I don't know how many of yall watch his channel, but he is probably the best out there. He is a retired carpenter, and is just like the guy who lives next door. He shows you how and why he is catching fish. He does it all, crappie, catfish, boat , bank or wading creeks. Very informative man who knows his stuff. Its like having your dad in the boat with you, shooting docks, working tree tops or brush piles....he's got it down. He has the best channel Ive ever seen on you tube. He fishes Lake Guntersville Al. a lot. He shows his rigs and how to catch his bait. Give him a look see, and he has a little crazy streak to him and will have a little fit ever now and again, he's funny but dern good. Here's a crappie video of his.


----------



## the Lackster (Sep 24, 2019)

I love his catfishing videos. Dude outs a hurtkng on some big flathead.


----------



## PopPop (Sep 24, 2019)

I enjoy his channel


----------



## Turpentine (Sep 24, 2019)

It's cool to know I'm not the only one who talks to fish.


----------



## Hillbilly stalker (Sep 24, 2019)

Turpentine said:


> It's cool to know I'm not the only one who talks to fish.


Quit, Quit it !   Woo Woo !  He cracks me up.
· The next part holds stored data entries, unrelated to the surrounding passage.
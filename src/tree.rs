//! Public façade: wires the descend/insert/split/compress/scan/probe
//! modules to a caller's buffer manager, metapage service, codec and MVCC
//! collaborators.

use std::sync::Arc;

use crate::buffer::BufferManager;
use crate::codec::Codec;
use crate::compress;
use crate::error::Result;
use crate::insert;
use crate::meta::MetaPageService;
use crate::mvcc::{AttributeMeta, VisibilityOracle};
use crate::probe;
use crate::scan::Scan;
use crate::tid::{BlockNumber, Tid};

/// One attribute's B-tree. Cheap to clone: every field is a shared handle
/// to an external collaborator, matching the page-latching model where
/// all real state lives behind the buffer manager.
#[derive(Clone)]
pub struct BTree {
    buffer: Arc<dyn BufferManager>,
    meta: Arc<dyn MetaPageService>,
    codec: Arc<dyn Codec>,
    visibility: Arc<dyn VisibilityOracle>,
    attribute: Arc<dyn AttributeMeta>,
}

impl BTree {
    pub fn new(
        buffer: Arc<dyn BufferManager>,
        meta: Arc<dyn MetaPageService>,
        codec: Arc<dyn Codec>,
        visibility: Arc<dyn VisibilityOracle>,
        attribute: Arc<dyn AttributeMeta>,
    ) -> Self {
        BTree { buffer, meta, codec, visibility, attribute }
    }

    fn root(&self) -> Result<Option<BlockNumber>> {
        self.meta.get_root()
    }

    /// Assign the next TID (`last_tid() + 1`, or `Tid::LOW` for an empty
    /// tree) and insert `datum` at it. For attribute 1, `header` is
    /// stored alongside the datum; other attributes never carry one.
    pub fn insert_new_row(&self, header: Option<Vec<u8>>, datum: Vec<u8>) -> Result<Tid> {
        let tid = match self.raw_last_tid()? {
            Some(last) => last.next(),
            None => Tid::LOW,
        };
        self.insert_at(tid, header, datum)?;
        Ok(tid)
    }

    /// Insert at a caller-chosen TID — used by every attribute *after*
    /// the first to store the same logical row's other columns under the
    /// TID attribute 1 already assigned.
    pub fn insert_at(&self, tid: Tid, header: Option<Vec<u8>>, datum: Vec<u8>) -> Result<()> {
        let header = if self.attribute.carries_row_header() { header } else { None };
        insert::insert(&*self.buffer, &*self.meta, &*self.codec, tid, header, datum)
    }

    /// The highest TID actually stored in the tree, or `None` if it's
    /// empty — `probe::last_tid`'s raw convention, used internally by
    /// `insert_new_row` to derive the next TID to assign.
    fn raw_last_tid(&self) -> Result<Option<Tid>> {
        match self.root()? {
            None => Ok(None),
            Some(root) => probe::last_tid(&*self.buffer, root),
        }
    }

    /// One past the highest TID stored in the tree (`Tid::LOW` if it's
    /// empty), per spec.md §4.I: the TID the *next* insert would be
    /// assigned, not the last one actually used.
    pub fn last_tid(&self) -> Result<Option<Tid>> {
        Ok(self.raw_last_tid()?.map(Tid::next))
    }

    /// Whether `tid` currently exists in this tree.
    pub fn contains(&self, tid: Tid) -> Result<bool> {
        match self.root()? {
            None => Ok(false),
            Some(root) => probe::delete_probe(&*self.buffer, root, tid, &*self.codec),
        }
    }

    /// Whether `tid`'s row version (with attribute 1's `header`, if any)
    /// is visible under this tree's visibility oracle.
    pub fn is_visible(&self, tid: Tid, header: Option<&[u8]>) -> bool {
        self.visibility.is_visible(tid, header)
    }

    /// Begin a forward scan over TIDs `>= start`. A tree with no root yet
    /// (nothing has ever been inserted) yields an immediately exhausted
    /// scan rather than an error.
    pub fn scan_from(&self, start: Tid) -> Result<Scan> {
        match self.root()? {
            Some(root) => Scan::begin(&*self.buffer, root, start),
            None => Ok(Scan::exhausted()),
        }
    }

    /// Advance `scan`, returning the next `(tid, datum, visible)` triple.
    /// For attribute 1, `visible` is the visibility oracle's verdict on
    /// the row's header, propagated verbatim; every other attribute
    /// reports `true` unconditionally, since visibility is attribute 1's
    /// responsibility alone (§4.H).
    pub fn next_row(&self, scan: &mut Scan) -> Result<Option<(Tid, Vec<u8>, bool)>> {
        match scan.next(&*self.buffer, &*self.codec)? {
            None => Ok(None),
            Some((tid, datum, header)) => {
                let visible =
                    !self.attribute.carries_row_header() || self.visibility.is_visible(tid, header.as_deref());
                Ok(Some((tid, datum, visible)))
            }
        }
    }

    /// Opportunistically compress one leaf page. Not called automatically
    /// by `insert_at` — a caller decides when to pay the cost, e.g. after
    /// a bulk load.
    pub fn compress_leaf(&self, leaf_block: BlockNumber) -> Result<bool> {
        compress::compress_leaf(&*self.buffer, leaf_block, &*self.codec)
    }

    /// Walk every page reachable from the root and panic on the first
    /// violated invariant. A test-only tool, not part of the crate's
    /// runtime error handling.
    pub fn check_integrity(&self) {
        crate::integrity::check_integrity(&*self.buffer, &*self.meta)
    }
}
He can catch fish in the middle of a parking lot I believe


----------



## Turpentine (Sep 24, 2019)

I like how he is jolly/goofy (if those are the right words) with it all. He isn't all up tight ya know. Just content with being out there and doing what he loves. ending of the video was cool as well.


----------



## antharper (Sep 24, 2019)

He has some great informative videos


----------



## Lindseys Grandpa (Sep 24, 2019)

If he could just get Elmo in the boat with him.


----------



## Hillbilly stalker (Sep 24, 2019)

Lindseys Grandpa said:


> If he could just get Elmo in the boat with him.


Did you see where a fellow sent him a Elmo ?  Classic, said he keeps him in the boat with him at all times. I’d love to share a day with him on the water.


----------



## RamblinWreck (Sep 24, 2019)

I've watched all of his vids, some more than once, and I look forward to the next. Always some good info, and a few laughs.


----------



## Capt Quirk (Sep 24, 2019)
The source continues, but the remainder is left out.